Label
PostgreSQL, HTAP, OLTP, OLAP, Scenario and Performance Testing
background
PostgreSQL is a database with a long history, which can be traced back to 1973. It was first awarded by the 2014 Computer Turing Prize winner and the originator of relational database. Michael_Stonebraker PostgreSQL has similar functions, performance, architecture and stability as Oracle.
The PostgreSQL community has many contributors, from all walks of life around the world. Over the years, PostgreSQL releases a large version every year, known for its enduring vitality and stability.
In October 2017, PostgreSQL released version 10, which carries many amazing features. The goal is to meet the requirements of mixed HTAP scenarios of OLAP and OLTP:
PostgreSQL 10 features, the most popular HTAP database for developers
1. Multi-core Parallel Enhancement
2. fdw aggregation push-down
3. Logical Subscription
4, zoning
5. Multi-copies at the financial level
6. json, jsonb full-text retrieval
7. There are also some features of plug-in form, such as vector computing, JIT, SQL graph computing, SQL stream computing, distributed parallel computing, time series processing, gene sequencing, chemical analysis, image analysis, etc.
PostgreSQL can be seen in various application scenarios:
PostgreSQL has developed very rapidly in recent years.
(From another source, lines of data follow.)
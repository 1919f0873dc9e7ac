//! Path Formation Engine
//!
//! A cohort of foes shares one path. Each member owns its own progress
//! scalar, started with a stagger proportional to its index and looped for
//! as long as the member stays active. The cohort only reads the path; it is
//! released when the cohort clears.

use glam::Vec2;
use serde::{Deserialize, Serialize};

use super::entity::{EntityId, Foe, Shadows};
use super::path::Path;
use crate::tuning::FormationTuning;

/// Cohort identifier
#[derive(Debug, Clone, Copy, PartialEq, Eq, Hash, Serialize, Deserialize)]
pub struct CohortId(pub u32);

/// One foe's place in a cohort
#[derive(Debug, Clone)]
pub struct WaveMember {
    pub foe: EntityId,
    /// Normalized position along the path, in [0, 1]
    pub progress: f32,
    start_delay: f32,
    elapsed: f32,
}

impl WaveMember {
    fn advance(&mut self, dt: f32, duration: f32) {
        self.elapsed += dt;
        let running = self.elapsed - self.start_delay;
        self.progress = if running <= 0.0 {
            0.0
        } else {
            (running / duration).fract()
        };
    }
}

/// A wave of foes following one path
#[derive(Debug, Clone)]
pub struct Cohort {
    pub id: CohortId,
    path: Option<Path>,
    pub members: Vec<WaveMember>,
    /// Where the most recently destroyed member died
    pub last_destroyed: Option<Vec2>,
    cleared: bool,
}

impl Cohort {
    pub fn path(&self) -> Option<&Path> {
        self.path.as_ref()
    }

    pub fn is_cleared(&self) -> bool {
        self.cleared
    }
}

/// A cohort that cleared this tick
#[derive(Debug, Clone, Copy, PartialEq)]
pub struct ClearedWave {
    pub cohort: CohortId,
    /// Position for the reward power-up
    pub reward_at: Option<Vec2>,
}

/// Drives every live cohort
#[derive(Debug, Clone)]
pub struct FormationEngine {
    cohorts: Vec<Cohort>,
    next_id: u32,
    duration: f32,
    stagger: f32,
    waves_completed: u32,
}

impl FormationEngine {
    pub fn new(tuning: &FormationTuning) -> Self {
        Self {
            cohorts: Vec::new(),
            next_id: 1,
            duration: tuning.duration,
            stagger: tuning.stagger,
            waves_completed: 0,
        }
    }

    /// Allocate the id for the next cohort, so members can be tagged before launch
    pub fn reserve_id(&mut self) -> CohortId {
        let id = CohortId(self.next_id);
        self.next_id += 1;
        id
    }

    /// Start a cohort. Member `i` starts `i * stagger` seconds after launch.
    pub fn launch(&mut self, id: CohortId, path: Path, foes: &[EntityId]) {
        let members = foes
            .iter()
            .enumerate()
            .map(|(i, &foe)| WaveMember {
                foe,
                progress: 0.0,
                start_delay: i as f32 * self.stagger,
                elapsed: 0.0,
            })
            .collect();
        log::info!("Wave {} launched with {} members", id.0, foes.len());
        self.cohorts.push(Cohort {
            id,
            path: Some(path),
            members,
            last_destroyed: None,
            cleared: false,
        });
    }

    /// Note where a cohort member died (reward spawn point)
    pub fn record_destroyed(&mut self, cohort: CohortId, pos: Vec2) {
        if let Some(c) = self.cohorts.iter_mut().find(|c| c.id == cohort) {
            c.last_destroyed = Some(pos);
        }
    }

    /// Move every active member along its path and detect cleared cohorts.
    ///
    /// A cohort clears exactly once, when every member is inactive; its
    /// path is released and it stops being tracked.
    pub fn advance(&mut self, dt: f32, foes: &mut [Foe], shadows: &mut Shadows) -> Vec<ClearedWave> {
        let mut cleared = Vec::new();

        for cohort in &mut self.cohorts {
            if cohort.cleared {
                continue;
            }
            let Some(path) = cohort.path.as_ref() else {
                continue;
            };

            let mut any_active = false;
            for member in &mut cohort.members {
                let Some(foe) = foes.iter_mut().find(|f| f.id == member.foe && f.active) else {
                    continue;
                };
                any_active = true;
                member.advance(dt, self.duration);
                let point = path.point_at(member.progress);
                foe.pos = point;
                foe.depth = point.y;
                shadows.follow(foe.shadow, point);
            }

            if !any_active {
                cohort.cleared = true;
                cohort.path = None;
                self.waves_completed += 1;
                log::info!(
                    "Wave {} cleared ({} completed)",
                    cohort.id.0,
                    self.waves_completed
                );
                cleared.push(ClearedWave {
                    cohort: cohort.id,
                    reward_at: cohort.last_destroyed,
                });
            }
        }

        self.cohorts.retain(|c| !c.cleared);
        cleared
    }

    pub fn waves_completed(&self) -> u32 {
        self.waves_completed
    }

    pub fn cohorts(&self) -> &[Cohort] {
        &self.cohorts
    }

    pub fn cohort(&self, id: CohortId) -> Option<&Cohort> {
        self.cohorts.iter().find(|c| c.id == id)
    }
}

#[cfg(test)]
mod tests {
    use super::*;
    use crate::sim::entity::FoeKind;

    fn straight_path() -> Path {
        let mut path = Path::new(Vec2::ZERO);
        path.line_to(Vec2::new(0.0, 120.0));
        path
    }

    fn setup(n: u32) -> (FormationEngine, Vec<Foe>, Shadows, CohortId) {
        let tuning = FormationTuning {
            duration: 12.0,
            stagger: 0.3,
            ..Default::default()
        };
        let mut engine = FormationEngine::new(&tuning);
        let id = engine.reserve_id();
        let foes: Vec<Foe> = (0..n)
            .map(|i| {
                let mut f = Foe::new(EntityId(i + 1), FoeKind::Scout, 1, 400, Vec2::ZERO, Vec2::ZERO);
                f.cohort = Some(id);
                f
            })
            .collect();
        let ids: Vec<EntityId> = foes.iter().map(|f| f.id).collect();
        engine.launch(id, straight_path(), &ids);
        (engine, foes, Shadows::default(), id)
    }

    #[test]
    fn test_members_are_staggered() {
        let (mut engine, mut foes, mut shadows, _) = setup(3);
        engine.advance(0.6, &mut foes, &mut shadows);
        // member 0 ran 0.6s, member 1 ran 0.3s, member 2 just starting
        assert!((foes[0].pos.y - 6.0).abs() < 0.01);
        assert!((foes[1].pos.y - 3.0).abs() < 0.01);
        assert!(foes[2].pos.y.abs() < 0.01);
        assert_eq!(foes[0].depth, foes[0].pos.y);
    }

    #[test]
    fn test_progress_loops() {
        let (mut engine, mut foes, mut shadows, _) = setup(1);
        engine.advance(13.0, &mut foes, &mut shadows);
        let progress = engine.cohorts()[0].members[0].progress;
        assert!((progress - 1.0 / 12.0).abs() < 1e-4);
    }

    #[test]
    fn test_cleared_exactly_once_when_all_inactive() {
        let (mut engine, mut foes, mut shadows, id) = setup(2);
        foes[0].active = false;
        assert!(engine.advance(0.1, &mut foes, &mut shadows).is_empty());

        engine.record_destroyed(id, Vec2::new(7.0, 8.0));
        foes[1].active = false;
        let cleared = engine.advance(0.1, &mut foes, &mut shadows);
        assert_eq!(cleared.len(), 1);
        assert_eq!(cleared[0].reward_at, Some(Vec2::new(7.0, 8.0)));
        assert_eq!(engine.waves_completed(), 1);

        assert!(engine.advance(0.1, &mut foes, &mut shadows).is_empty());
        assert_eq!(engine.waves_completed(), 1);
        assert!(engine.cohort(id).is_none());
    }

    #[test]
    fn test_shadow_follows_member() {
        let (mut engine, mut foes, mut shadows, _) = setup(1);
        foes[0].shadow = Some(shadows.spawn(foes[0].id, foes[0].pos, Vec2::new(20.0, 20.0)));
        engine.advance(1.2, &mut foes, &mut shadows);
        let shadow = shadows.iter().next().unwrap();
        assert_eq!(shadow.pos, foes[0].pos + Vec2::new(20.0, 20.0));
    }
}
From the database scoring trend of dbranking, a well-known database evaluation website, we can see the upward trend of PostgreSQL:
From the annual community meetings held in PostgreSQL China, we can see the same trend. More and more companies are participating, more and more companies are sharing, and more and more subjects are shared. They span traditional enterprises, Internet, medical, financial, state-owned enterprises, logistics, e-commerce, social networking, vehicle networking, sharing XX, cloud, game, public transport, aviation, railway, military, training. Training, consulting services, etc.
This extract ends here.